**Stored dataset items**

##########

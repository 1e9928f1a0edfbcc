//! In-process storage backend.
//!
//! Stores live in a `DashMap` keyed by name; each store guards its ordered
//! entries with its own mutex. A commit locks every store it reads or writes,
//! in name order, so commits touching the same stores apply one after the
//! other and readers never see half of one.

use super::backend::{CommitBatch, PutMode, ReadCheck, StorageBackend, StoreKind, StoreSnapshot};
use super::entries::Entries;
use crate::error::{GridError, GridResult};

use dashmap::DashMap;
use serde_json::Value;
use std::collections::{BTreeSet, HashMap};
use std::sync::{Arc, Mutex, MutexGuard};

struct Store {
    kind: StoreKind,
    data: Mutex<Entries>,
}

#[derive(Default)]
pub struct MemoryStorage {
    stores: DashMap<String, Arc<Store>>,
}

impl MemoryStorage {
    pub fn new() -> Arc<Self> {
        Arc::new(Self::default())
    }

    fn store(&self, name: &str) -> GridResult<Arc<Store>> {
        self.stores
            .get(name)
            .map(|entry| entry.value().clone())
            .ok_or_else(|| GridError::Internal(format!("store '{}' does not exist", name)))
    }
}

fn check(guards: &HashMap<&str, MutexGuard<'_, Entries>>, read: &ReadCheck) -> Option<String> {
    let entries = guards.get(read.store())?;
    match read {
        ReadCheck::Key { store, key, value } => (entries.get(key) != value.as_ref())
            .then(|| format!("key '{}' of store '{}' changed", key, store)),
        ReadCheck::Store { store, version } => (entries.version() != *version)
            .then(|| format!("store '{}' changed", store)),
    }
}

impl StorageBackend for MemoryStorage {
    fn open_store(&self, name: &str, kind: StoreKind) -> GridResult<()> {
        let store = self
            .stores
            .entry(name.to_string())
            .or_insert_with(|| {
                tracing::debug!("Creating {} store '{}'", kind.as_str(), name);
                Arc::new(Store {
                    kind,
                    data: Mutex::new(Entries::default()),
                })
            })
            .value()
            .clone();

        if store.kind != kind {
            return Err(GridError::StoreKind {
                name: name.to_string(),
                existing: store.kind.as_str(),
                requested: kind.as_str(),
            });
        }
        Ok(())
    }

    fn get(&self, store: &str, key: &str) -> GridResult<Option<Value>> {
        let store = self.store(store)?;
        let data = store.data.lock()?;
        Ok(data.get(key).cloned())
    }

    fn put(&self, store_name: &str, key: &str, value: Value, mode: PutMode) -> GridResult<bool> {
        let store = self.store(store_name)?;
        let mut data = store.data.lock()?;

        if let Some(existing) = data.get(key)
            && (mode == PutMode::InsertOnly || *existing == value)
        {
            return Ok(false);
        }
        data.upsert(key, value);
        Ok(true)
    }

    fn update(
        &self,
        store_name: &str,
        key: &str,
        f: &mut dyn FnMut(Option<Value>) -> GridResult<Value>,
    ) -> GridResult<bool> {
        let store = self.store(store_name)?;
        let mut data = store.data.lock()?;

        let value = f(data.get(key).cloned())?;
        data.upsert(key, value);
        Ok(true)
    }

    fn delete(&self, store_name: &str, key: &str) -> GridResult<bool> {
        let store = self.store(store_name)?;
        let mut data = store.data.lock()?;
        Ok(data.remove(key).is_some())
    }

    fn poll(&self, store_name: &str) -> GridResult<Option<(String, Value)>> {
        let store = self.store(store_name)?;
        let mut data = store.data.lock()?;
        Ok(data.pop_first())
    }

    fn for_each(
        &self,
        store: &str,
        visitor: &mut dyn FnMut(&str, &Value) -> bool,
    ) -> GridResult<bool> {
        // Copy first so visitors may use storage freely.
        let snapshot = {
            let store = self.store(store)?;
            let data = store.data.lock()?;
            data.to_vec()
        };

        for (key, value) in &snapshot {
            if !visitor(key, value) {
                return Ok(false);
            }
        }
        Ok(true)
    }

    fn size(&self, store: &str) -> GridResult<usize> {
        let store = self.store(store)?;
        let data = store.data.lock()?;
        Ok(data.len())
    }

    fn clear(&self, store_name: &str) -> GridResult<()> {
        let store = self.store(store_name)?;
        store.data.lock()?.clear();
        Ok(())
    }

    fn store_names(&self) -> GridResult<Vec<String>> {
        let mut names: Vec<String> = self.stores.iter().map(|e| e.key().clone()).collect();
        names.sort();
        Ok(names)
    }

    fn store_exists(&self, name: &str) -> bool {
        self.stores.contains_key(name)
    }

    fn destroy(&self) -> GridResult<()> {
        tracing::info!("Destroying {} store(s)", self.stores.len());
        self.stores.clear();
        Ok(())
    }

    fn snapshot(&self, store: &str) -> GridResult<StoreSnapshot> {
        let store = self.store(store)?;
        let data = store.data.lock()?;
        Ok(StoreSnapshot {
            version: data.version(),
            entries: data.to_vec(),
        })
    }

    fn commit(&self, batch: CommitBatch) -> GridResult<()> {
        let names: BTreeSet<&str> = batch
            .reads
            .iter()
            .map(ReadCheck::store)
            .chain(batch.writes.iter().map(|w| w.store()))
            .collect();

        let stores = names
            .into_iter()
            .map(|name| Ok((name, self.store(name)?)))
            .collect::<GridResult<Vec<_>>>()?;

        let mut guards = HashMap::new();
        for (name, store) in &stores {
            guards.insert(*name, store.data.lock()?);
        }

        if let Some(reason) = batch.reads.iter().find_map(|read| check(&guards, read)) {
            return Err(GridError::Conflict(reason));
        }

        for write in &batch.writes {
            if let Some(entries) = guards.get_mut(write.store()) {
                write.apply(entries);
            }
        }
        tracing::trace!("Committed {} write(s) over {} store(s)", batch.writes.len(), guards.len());
        Ok(())
    }
}

pub(crate) fn panic_message(panic: &(dyn std::any::Any + Send)) -> String {
    if let Some(msg) = panic.downcast_ref::<&str>() {
        msg.to_string()
    } else if let Some(msg) = panic.downcast_ref::<String>() {
        msg.clone()
    } else {
        "unknown panic".to_string()
    }
}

##########

**Work to be completed**
Output every entry again, exactly as given.

**Result of this task**
repository 1e9928f1a0edfbcc
//! In-process storage backend.
//!
//! Stores live in a `DashMap` keyed by name; each store guards its ordered
//! entries with its own mutex. A commit locks every store it reads or writes,
//! in name order, so commits touching the same stores apply one after the
//! other and readers never see half of one.

use super::backend::{CommitBatch, PutMode, ReadCheck, StorageBackend, StoreKind, StoreSnapshot};
use super::entries::Entries;
use crate::error::{GridError, GridResult};

use dashmap::DashMap;
use serde_json::Value;
use std::collections::{BTreeSet, HashMap};
use std::sync::{Arc, Mutex, MutexGuard};

struct Store {
    kind: StoreKind,
    data: Mutex<Entries>,
}

#[derive(Default)]
pub struct MemoryStorage {
    stores: DashMap<String, Arc<Store>>,
}

impl MemoryStorage {
    pub fn new() -> Arc<Self> {
        Arc::new(Self::default())
    }

    fn store(&self, name: &str) -> GridResult<Arc<Store>> {
        self.stores
            .get(name)
            .map(|entry| entry.value().clone())
            .ok_or_else(|| GridError::Internal(format!("store '{}' does not exist", name)))
    }
}

fn check(guards: &HashMap<&str, MutexGuard<'_, Entries>>, read: &ReadCheck) -> Option<String> {
    let entries = guards.get(read.store())?;
    match read {
        ReadCheck::Key { store, key, value } => (entries.get(key) != value.as_ref())
            .then(|| format!("key '{}' of store '{}' changed", key, store)),
        ReadCheck::Store { store, version } => (entries.version() != *version)
            .then(|| format!("store '{}' changed", store)),
    }
}

impl StorageBackend for MemoryStorage {
    fn open_store(&self, name: &str, kind: StoreKind) -> GridResult<()> {
        let store = self
            .stores
            .entry(name.to_string())
            .or_insert_with(|| {
                tracing::debug!("Creating {} store '{}'", kind.as_str(), name);
                Arc::new(Store {
                    kind,
                    data: Mutex::new(Entries::default()),
                })
            })
            .value()
            .clone();

        if store.kind != kind {
            return Err(GridError::StoreKind {
                name: name.to_string(),
                existing: store.kind.as_str(),
                requested: kind.as_str(),
            });
        }
        Ok(())
    }

    fn get(&self, store: &str, key: &str) -> GridResult<Option<Value>> {
        let store = self.store(store)?;
        let data = store.data.lock()?;
        Ok(data.get(key).cloned())
    }

    fn put(&self, store_name: &str, key: &str, value: Value, mode: PutMode) -> GridResult<bool> {
        let store = self.store(store_name)?;
        let mut data = store.data.lock()?;

        if let Some(existing) = data.get(key)
            && (mode == PutMode::InsertOnly || *existing == value)
        {
            return Ok(false);
        }
        data.upsert(key, value);
        Ok(true)
    }

    fn update(
        &self,
        store_name: &str,
        key: &str,
        f: &mut dyn FnMut(Option<Value>) -> GridResult<Value>,
    ) -> GridResult<bool> {
        let store = self.store(store_name)?;
        let mut data = store.data.lock()?;

        let value = f(data.get(key).cloned())?;
        data.upsert(key, value);
        Ok(true)
    }

    fn delete(&self, store_name: &str, key: &str) -> GridResult<bool> {
        let store = self.store(store_name)?;
        let mut data = store.data.lock()?;
        Ok(data.remove(key).is_some())
    }

    fn poll(&self, store_name: &str) -> GridResult<Option<(String, Value)>> {
        let store = self.store(store_name)?;
        let mut data = store.data.lock()?;
        Ok(data.pop_first())
    }

    fn for_each(
        &self,
        store: &str,
        visitor: &mut dyn FnMut(&str, &Value) -> bool,
    ) -> GridResult<bool> {
        // Copy first so visitors may use storage freely.
        let snapshot = {
            let store = self.store(store)?;
            let data = store.data.lock()?;
            data.to_vec()
        };

        for (key, value) in &snapshot {
            if !visitor(key, value) {
                return Ok(false);
            }
        }
        Ok(true)
    }

    fn size(&self, store: &str) -> GridResult<usize> {
        let store = self.store(store)?;
        let data = store.data.lock()?;
        Ok(data.len())
    }

    fn clear(&self, store_name: &str) -> GridResult<()> {
        let store = self.store(store_name)?;
        store.data.lock()?.clear();
        Ok(())
    }

    fn store_names(&self) -> GridResult<Vec<String>> {
        let mut names: Vec<String> = self.stores.iter().map(|e| e.key().clone()).collect();
        names.sort();
        Ok(names)
    }

    fn store_exists(&self, name: &str) -> bool {
        self.stores.contains_key(name)
    }

    fn destroy(&self) -> GridResult<()> {
        tracing::info!("Destroying {} store(s)", self.stores.len());
        self.stores.clear();
        Ok(())
    }

    fn snapshot(&self, store: &str) -> GridResult<StoreSnapshot> {
        let store = self.store(store)?;
        let data = store.data.lock()?;
        Ok(StoreSnapshot {
            version: data.version(),
            entries: data.to_vec(),
        })
    }

    fn commit(&self, batch: CommitBatch) -> GridResult<()> {
        let names: BTreeSet<&str> = batch
            .reads
            .iter()
            .map(ReadCheck::store)
            .chain(batch.writes.iter().map(|w| w.store()))
            .collect();

        let stores = names
            .into_iter()
            .map(|name| Ok((name, self.store(name)?)))
            .collect::<GridResult<Vec<_>>>()?;

        let mut guards = HashMap::new();
        for (name, store) in &stores {
            guards.insert(*name, store.data.lock()?);
        }

        if let Some(reason) = batch.reads.iter().find_map(|read| check(&guards, read)) {
            return Err(GridError::Conflict(reason));
        }

        for write in &batch.writes {
            if let Some(entries) = guards.get_mut(write.store()) {
                write.apply(entries);
            }
        }
        tracing::trace!("Committed {} write(s) over {} store(s)", batch.writes.len(), guards.len());
        Ok(())
    }
}

pub(crate) fn panic_message(panic: &(dyn std::any::Any + Send)) -> String {
    if let Some(msg) = panic.downcast_ref::<&str>() {
        msg.to_string()
    } else if let Some(msg) = panic.downcast_ref::<String>() {
        msg.clone()
    } else {
        "unknown panic".to_string()
    }
}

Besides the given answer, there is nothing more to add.